La importancia de las apariciones es tan grande que, a la hora de elegir de entre el grupo de los discípulos a uno que sustituyera al traidor Judas, los once apóstoles restantes echan suertes entre un grupo de hombres dignos seleccionados de entre los que habían presenciado alguna de las apariciones de Cristo resucitado. “Como testigos del Resucitado, los apóstoles son las piedras de fundación de su Iglesia. La fe de la primera comunidad de creyentes se funda en el testimonio de hombres concretos, conocidos de los cristianos y, para la mayoría, viviendo entre ellos todavía. Estos ‘testigos de la Resurrección de Cristo’ son ante todo Pedro y los Doce, pero no solamente ellos: Pablo habla claramente de más de quinientas personas a las que se apareció Jesús en una sola vez, además de Santiago y de todos los apóstoles” (nº 642). “Ante estos testimonios -concluye el Catecismo- es imposible interpretar la Resurrección de Cristo fuera del orden físico, y no reconocerlo como un hecho histórico. Sabemos por los hechos que la fe de los discípulos fue sometida a la prueba radical de la pasión y de la muerte en cruz de su Maestro, anunciada por Él de antemano. La sacudida provocada por la pasión fue tan grande que (por lo menos algunos de ellos) no creyeron tan pronto la noticia de la resurrección. Los evangelios, lejos de mostrarnos una comunidad arrobada por una exaltación mística, nos presentan a los discípulos abatidos y asustados. Por eso no creyeron a las santas mujeres que regresaban del sepulcro y ‘sus palabras les parecían como desatinos’ (Lc 24, 11). Cuando Jesús se manifiesta a los once en la tarde de Pascua, ‘les echó en cada su incredulidad y su dureza de cabeza por no haber creído a quienes le habían visto resucitado’ (Mc 16, 14)” (nº 643). “Tan imposible les parece la cosa -sigue diciendo el Catecismo- que, incluso puestos ante la realidad de Jesús resucitado, los discípulos dudan todavía: creen ver un espíritu. Tomás conocerá la misma prueba de la duda y, en su última aparición en Galilea referida por Mateo, ‘algunos sin embargo dudaron’ (Mt 28,17). Por esto la hipótesis según la cual la resurrección habría sido un producto de la fe o de la credulidad de los apóstoles no tiene consistencia. Muy al contrario, su fe en la Resurrección nació -bajo la acción de la gracia divina- de la experiencia directa de la realidad de Jesús resucitado” (nº 644).
Lo que el Catecismo quiere concluir y zanjar es, pues, la realidad histórica de la resurrección de Cristo. Una realidad que elimina las otras dos posibilidades que se pueden plantear: que se trata de una impostura procedente de los apóstoles o que se debiera a un efecto ilusorio, a una sugestión o alucinación colectiva.

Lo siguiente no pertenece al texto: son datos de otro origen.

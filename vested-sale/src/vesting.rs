use concordium_std::{collections::BTreeMap, *};
pub use sale_utils::{
    error::{ContractResult, CustomContractError},
    types::*,
};

pub(crate) const ZERO_ACCOUNT: AccountAddress = AccountAddress([0u8; 32]);

/// One vesting position. Timing parameters and the release schedule are
/// fixed at creation; only the per-asset books move afterwards.
#[derive(Debug, Serialize, SchemaType, Clone, PartialEq, Eq)]
pub struct VestingAccount {
    /// Receiver of everything this account ever releases
    pub(crate) beneficiary: AccountAddress,
    /// Anchor of the schedule, normally the purchase time
    pub(crate) start: Timestamp,
    pub(crate) duration: Duration,
    pub(crate) cliff: Duration,
    pub(crate) interval: Duration,
    /// Precomputed release points, strictly increasing, last one is `start + duration`
    pub(crate) release_times: Vec<Timestamp>,
    /// Asset amounts held by this account and not yet released
    pub(crate) held: BTreeMap<ContractAddress, ContractTokenAmount>,
    /// Asset amounts already released to the beneficiary
    pub(crate) released: BTreeMap<ContractAddress, ContractTokenAmount>,
}

impl VestingAccount {
    /// Opens a fresh account with an immutable schedule. This is the only
    /// way to construct one, so every live account carries a valid
    /// non-empty schedule ending exactly at `start + duration`.
    ///
    /// Reject if:
    /// - The beneficiary is the all-zero account
    /// - `cliff > duration`, `interval == 0` or `interval > duration`
    /// - The schedule does not fit into the timestamp range
    pub fn open(
        beneficiary: AccountAddress,
        start: Timestamp,
        duration: Duration,
        cliff: Duration,
        interval: Duration,
    ) -> Result<Self, CustomContractError> {
        ensure!(
            beneficiary != ZERO_ACCOUNT,
            CustomContractError::ZeroBeneficiary
        );
        ensure!(cliff <= duration, CustomContractError::InvalidSchedule);
        ensure!(
            Duration::from_millis(0) < interval && interval <= duration,
            CustomContractError::InvalidSchedule
        );

        let release_times = build_release_times(start, duration, cliff, interval)?;

        Ok(VestingAccount {
            beneficiary,
            start,
            duration,
            cliff,
            interval,
            release_times,
            held: BTreeMap::new(),
            released: BTreeMap::new(),
        })
    }

    /// Credits `amount` of `asset` to this account. Anything deposited
    /// counts towards the vesting entitlement from that moment on.
    pub fn deposit(
        &mut self,
        asset: ContractAddress,
        amount: ContractTokenAmount,
    ) -> Result<(), CustomContractError> {
        let held = self.held.entry(asset).or_insert_with(|| 0u64.into());
        held.0 = held
            .0
            .checked_add(amount.0)
            .ok_or(CustomContractError::OverflowError)?;
        Ok(())
    }

    pub(crate) fn end(&self) -> Timestamp {
        // schedule is non-empty by construction
        *self.release_times.last().unwrap_abort()
    }

    pub(crate) fn held_of(&self, asset: &ContractAddress) -> u64 {
        self.held.get(asset).map(|a| a.0).unwrap_or(0)
    }

    pub(crate) fn released_of(&self, asset: &ContractAddress) -> u64 {
        self.released.get(asset).map(|a| a.0).unwrap_or(0)
    }

    /// Total historical allocation: what is still here plus what already
    /// left. Recomputed from the live books rather than stored, so later
    /// deposits grow the entitlement.
    fn total_allocation(&self, asset: &ContractAddress) -> Result<u64, CustomContractError> {
        self.held_of(asset)
            .checked_add(self.released_of(asset))
            .ok_or(CustomContractError::OverflowError)
    }

    /// Cumulative entitlement earned by `now`. A step function over the
    /// release points: zero before the cliff, the full allocation from
    /// `start + duration` onwards, and `floor(total * n / len)` in between
    /// where `n` counts the release points that have passed.
    pub fn vested_amount(
        &self,
        asset: &ContractAddress,
        now: Timestamp,
    ) -> Result<ContractTokenAmount, CustomContractError> {
        let total = self.total_allocation(asset)?;

        let cliff_at = self
            .start
            .checked_add(self.cliff)
            .ok_or(CustomContractError::InvalidSchedule)?;
        if now < cliff_at {
            return Ok(0u64.into());
        }
        if now >= self.end() {
            return Ok(total.into());
        }

        let passed = self.release_times.iter().filter(|t| **t <= now).count() as u64;
        if passed == 0 {
            return Ok(0u64.into());
        }

        let steps = self.release_times.len() as u64;
        let vested: u128 = (total as u128)
            .checked_mul(passed as u128)
            .ok_or(CustomContractError::OverflowError)?
            / steps as u128;

        // passed < steps here, so vested < total fits in u64
        Ok(ContractTokenAmount::from(vested as u64))
    }

    /// Entitlement not yet withdrawn.
    pub fn releasable(
        &self,
        asset: &ContractAddress,
        now: Timestamp,
    ) -> Result<ContractTokenAmount, CustomContractError> {
        let vested = self.vested_amount(asset, now)?;
        let releasable = vested
            .0
            .checked_sub(self.released_of(asset))
            .ok_or(CustomContractError::OverflowError)?;
        Ok(releasable.into())
    }

    /// Moves the currently releasable amount from `held` to `released` and
    /// returns it. The books are updated before the caller performs the
    /// outgoing transfer. Releasing when nothing is due returns 0 and is
    /// not an error.
    pub fn release(
        &mut self,
        asset: &ContractAddress,
        now: Timestamp,
    ) -> Result<ContractTokenAmount, CustomContractError> {
        let amount = self.releasable(asset, now)?;
        if amount.0 == 0 {
            return Ok(amount);
        }

        let released = self.released.entry(*asset).or_insert_with(|| 0u64.into());
        released.0 = released
            .0
            .checked_add(amount.0)
            .ok_or(CustomContractError::OverflowError)?;

        let held = self.held.entry(*asset).or_insert_with(|| 0u64.into());
        held.0 = held
            .0
            .checked_sub(amount.0)
            .ok_or(CustomContractError::OverflowError)?;

        Ok(amount)
    }
}

/// Walks `start + cliff`, `+interval`, ... while inside the vesting span,
/// then closes the schedule at `start + duration` when the last step did
/// not land there. Yields at least one entry for every valid parameter set,
/// even when `interval` does not divide `duration - cliff`.
fn build_release_times(
    start: Timestamp,
    duration: Duration,
    cliff: Duration,
    interval: Duration,
) -> Result<Vec<Timestamp>, CustomContractError> {
    let end = start
        .checked_add(duration)
        .ok_or(CustomContractError::InvalidSchedule)?;
    let mut t = start
        .checked_add(cliff)
        .ok_or(CustomContractError::InvalidSchedule)?;

    let mut times = Vec::new();
    while t <= end {
        times.push(t);
        match t.checked_add(interval) {
            Some(next) => t = next,
            None => break,
        }
    }
    if times.last() != Some(&end) {
        times.push(end);
    }
    Ok(times)
}

#[cfg(test)]
mod tests {
    use super::*;

    const BENEFICIARY: AccountAddress = AccountAddress([7u8; 32]);
    const ASSET: ContractAddress = ContractAddress {
        index: 1,
        subindex: 0,
    };

    fn ts(millis: u64) -> Timestamp {
        Timestamp::from_timestamp_millis(millis)
    }

    fn account(duration: u64, cliff: u64, interval: u64) -> VestingAccount {
        VestingAccount::open(
            BENEFICIARY,
            ts(0),
            Duration::from_millis(duration),
            Duration::from_millis(cliff),
            Duration::from_millis(interval),
        )
        .unwrap()
    }

    #[test]
    fn test_schedule_cliff_then_steps() {
        let acc = account(100, 10, 30);
        assert_eq!(acc.release_times, vec![ts(10), ts(40), ts(70), ts(100)]);
    }

    #[test]
    fn test_schedule_uneven_interval_closes_at_end() {
        let acc = account(100, 0, 40);
        assert_eq!(acc.release_times, vec![ts(0), ts(40), ts(80), ts(100)]);
    }

    #[test]
    fn test_schedule_cliff_equals_duration() {
        let acc = account(50, 50, 20);
        assert_eq!(acc.release_times, vec![ts(50)]);
    }

    #[test]
    fn test_open_rejects_bad_params() {
        let open = |duration: u64, cliff: u64, interval: u64| {
            VestingAccount::open(
                BENEFICIARY,
                ts(0),
                Duration::from_millis(duration),
                Duration::from_millis(cliff),
                Duration::from_millis(interval),
            )
        };
        assert_eq!(open(100, 101, 10), Err(CustomContractError::InvalidSchedule));
        assert_eq!(open(100, 10, 0), Err(CustomContractError::InvalidSchedule));
        assert_eq!(open(100, 10, 101), Err(CustomContractError::InvalidSchedule));
        assert_eq!(
            VestingAccount::open(
                ZERO_ACCOUNT,
                ts(0),
                Duration::from_millis(100),
                Duration::from_millis(10),
                Duration::from_millis(30),
            ),
            Err(CustomContractError::ZeroBeneficiary)
        );
    }

    #[test]
    fn test_vested_step_function() {
        let mut acc = account(100, 10, 30);
        acc.deposit(ASSET, 1000.into()).unwrap();

        // nothing before the cliff
        claim_eq!(acc.vested_amount(&ASSET, ts(9)).unwrap().0, 0);
        // one step passed
        claim_eq!(acc.vested_amount(&ASSET, ts(10)).unwrap().0, 250);
        claim_eq!(acc.vested_amount(&ASSET, ts(39)).unwrap().0, 250);
        // entitlement jumps exactly at the boundary
        claim_eq!(acc.vested_amount(&ASSET, ts(40)).unwrap().0, 500);
        claim_eq!(acc.vested_amount(&ASSET, ts(99)).unwrap().0, 750);
        // end branch pays the full allocation, no rounding loss
        claim_eq!(acc.vested_amount(&ASSET, ts(100)).unwrap().0, 1000);
        claim_eq!(acc.vested_amount(&ASSET, ts(5000)).unwrap().0, 1000);
    }

    #[test]
    fn test_vested_no_rounding_loss_at_end() {
        let mut acc = account(100, 0, 30);
        // 7 does not divide over the 5 steps [0, 30, 60, 90, 100]
        acc.deposit(ASSET, 7.into()).unwrap();
        claim_eq!(acc.vested_amount(&ASSET, ts(90)).unwrap().0, 7 * 4 / 5);
        claim_eq!(acc.vested_amount(&ASSET, ts(100)).unwrap().0, 7);
    }

    #[test]
    fn test_vested_monotone() {
        let mut acc = account(100, 10, 30);
        acc.deposit(ASSET, 997.into()).unwrap();
        let mut prev = 0u64;
        for now in 0..=110 {
            let vested = acc.vested_amount(&ASSET, ts(now)).unwrap().0;
            assert!(vested >= prev, "vested decreased at t={}", now);
            prev = vested;
        }
        assert_eq!(prev, 997);
    }

    #[test]
    fn test_release_moves_books_once() {
        let mut acc = account(100, 10, 30);
        acc.deposit(ASSET, 1000.into()).unwrap();

        let first = acc.release(&ASSET, ts(40)).unwrap();
        claim_eq!(first.0, 500);
        claim_eq!(acc.released_of(&ASSET), 500);
        claim_eq!(acc.held_of(&ASSET), 500);

        // immediate second call is a successful no-op
        let second = acc.release(&ASSET, ts(40)).unwrap();
        claim_eq!(second.0, 0);
        claim_eq!(acc.released_of(&ASSET), 500);

        let last = acc.release(&ASSET, ts(100)).unwrap();
        claim_eq!(last.0, 500);
        claim_eq!(acc.held_of(&ASSET), 0);
    }

    #[test]
    fn test_release_before_cliff_is_noop() {
        let mut acc = account(100, 10, 30);
        acc.deposit(ASSET, 1000.into()).unwrap();
        claim_eq!(acc.release(&ASSET, ts(9)).unwrap().0, 0);
        claim_eq!(acc.held_of(&ASSET), 1000);
    }

    #[test]
    fn test_topup_inflates_entitlement() {
        let mut acc = account(100, 10, 30);
        acc.deposit(ASSET, 1000.into()).unwrap();
        claim_eq!(acc.release(&ASSET, ts(40)).unwrap().0, 500);

        // a later deposit grows the total allocation retroactively
        acc.deposit(ASSET, 1000.into()).unwrap();
        claim_eq!(acc.vested_amount(&ASSET, ts(40)).unwrap().0, 1000);
        claim_eq!(acc.release(&ASSET, ts(40)).unwrap().0, 500);
        claim_eq!(acc.released_of(&ASSET), 1000);
        claim_eq!(acc.held_of(&ASSET), 1000);
    }
}
use concordium_cis2::Cis2Error;
use concordium_std::{
    num, CallContractError, LogError, ParseError, Reject, SchemaType, Serialize, UnwrapAbort,
};
use core::num::TryFromIntError;

pub type ContractResult<A> = Result<A, ContractError>;

pub type ContractError = Cis2Error<CustomContractError>;

/// The different errors the contract can produce.
#[derive(Serialize, Debug, PartialEq, Eq, Reject, SchemaType)]
pub enum CustomContractError {
    #[from(ParseError)]
    ParseParams, //1
    OverflowError,         //
    InvokeContractError,   //
    AmountTooLarge,        //
    MissingAccount,        //5
    MissingContract,       //
    MissingEntrypoint,     //
    MessageFailed,         //
    Trap,                  //
    TransferError,         //10
    LogFull,               //
    LogMalformed,          //
    ContractPaused,        //
    ReentrantCall,         //
    AccountOnly,           //15
    SaleNotOpen,           //
    SaleStillOpen,         //
    HardCapReached,        //
    BelowMinPurchase,      //
    AboveMaxPurchase,      //20
    InsufficientSaleAsset, //
    InvalidSchedule,       //
    InvalidTime,           //
    InvalidPrice,          //
    InvalidCap,            //25
    InvalidLimits,         //
    ZeroBeneficiary,       //
    AlreadyFinalized,      //
    NotFinalized,          //
    NothingToWithdraw,     //30
    GrantIndexOutOfRange,  //
}

impl From<CustomContractError> for ContractError {
    fn from(c: CustomContractError) -> Self {
        Cis2Error::Custom(c)
    }
}

impl<T> From<CallContractError<T>> for CustomContractError {
    fn from(cce: CallContractError<T>) -> Self {
        match cce {
            CallContractError::AmountTooLarge => Self::AmountTooLarge,
            CallContractError::MissingAccount => Self::MissingAccount,
            CallContractError::MissingContract => Self::MissingContract,
            CallContractError::MissingEntrypoint => Self::MissingEntrypoint,
            CallContractError::MessageFailed => Self::MessageFailed,
            CallContractError::Trap => Self::Trap,
            CallContractError::LogicReject {
                reason: _,
                return_value: _,
            } => Self::InvokeContractError,
        }
    }
}

impl From<LogError> for CustomContractError {
    #[inline(always)]
    fn from(le: LogError) -> Self {
        match le {
            LogError::Full => Self::LogFull,
            LogError::Malformed => Self::LogMalformed,
        }
    }
}

impl From<TryFromIntError> for CustomContractError {
    #[inline(always)]
    fn from(_: TryFromIntError) -> Self {
        Self::OverflowError
    }
}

De haber sido una impostura, la persecución y el martirio a que fueron sometidos los apóstoles, habría terminado con ella. En efecto, nadie miente para perjudicarse, para ser perseguido, para ser asesinado. Y si se ha mentido para hacer negocio, cuando los planes no se cumplen se desdice uno intentando salvar al menos la vida. No obraron así los apóstoles: en medio de la persecución, afrontaron la tortura y el martirio con resolución y alegría, pues la resurrección de Cristo les certificaba que estaban en el camino correcto y era la prenda de su propia resurrección. En cuanto a la hipótesis de la alucinación, la desmiente explícitamente el Catecismo como se ha visto. Aquellos hombres y aquellas mujeres eran campesinos y pescadores, personas rudas poco acostumbradas a los arrebatos místicos y habituados en cambio a tener los pies en el suelo. Si hubiera sido una sola la aparición y a todos a la vez podría pensarse en una alucinación colectiva, pero tal y como sucedieron las cosas, sólo cabe pensar en la realidad de los acontecimientos que contaron los testigos o en la invención de los mismos, cosa que, como se ha dicho, resulta impensable.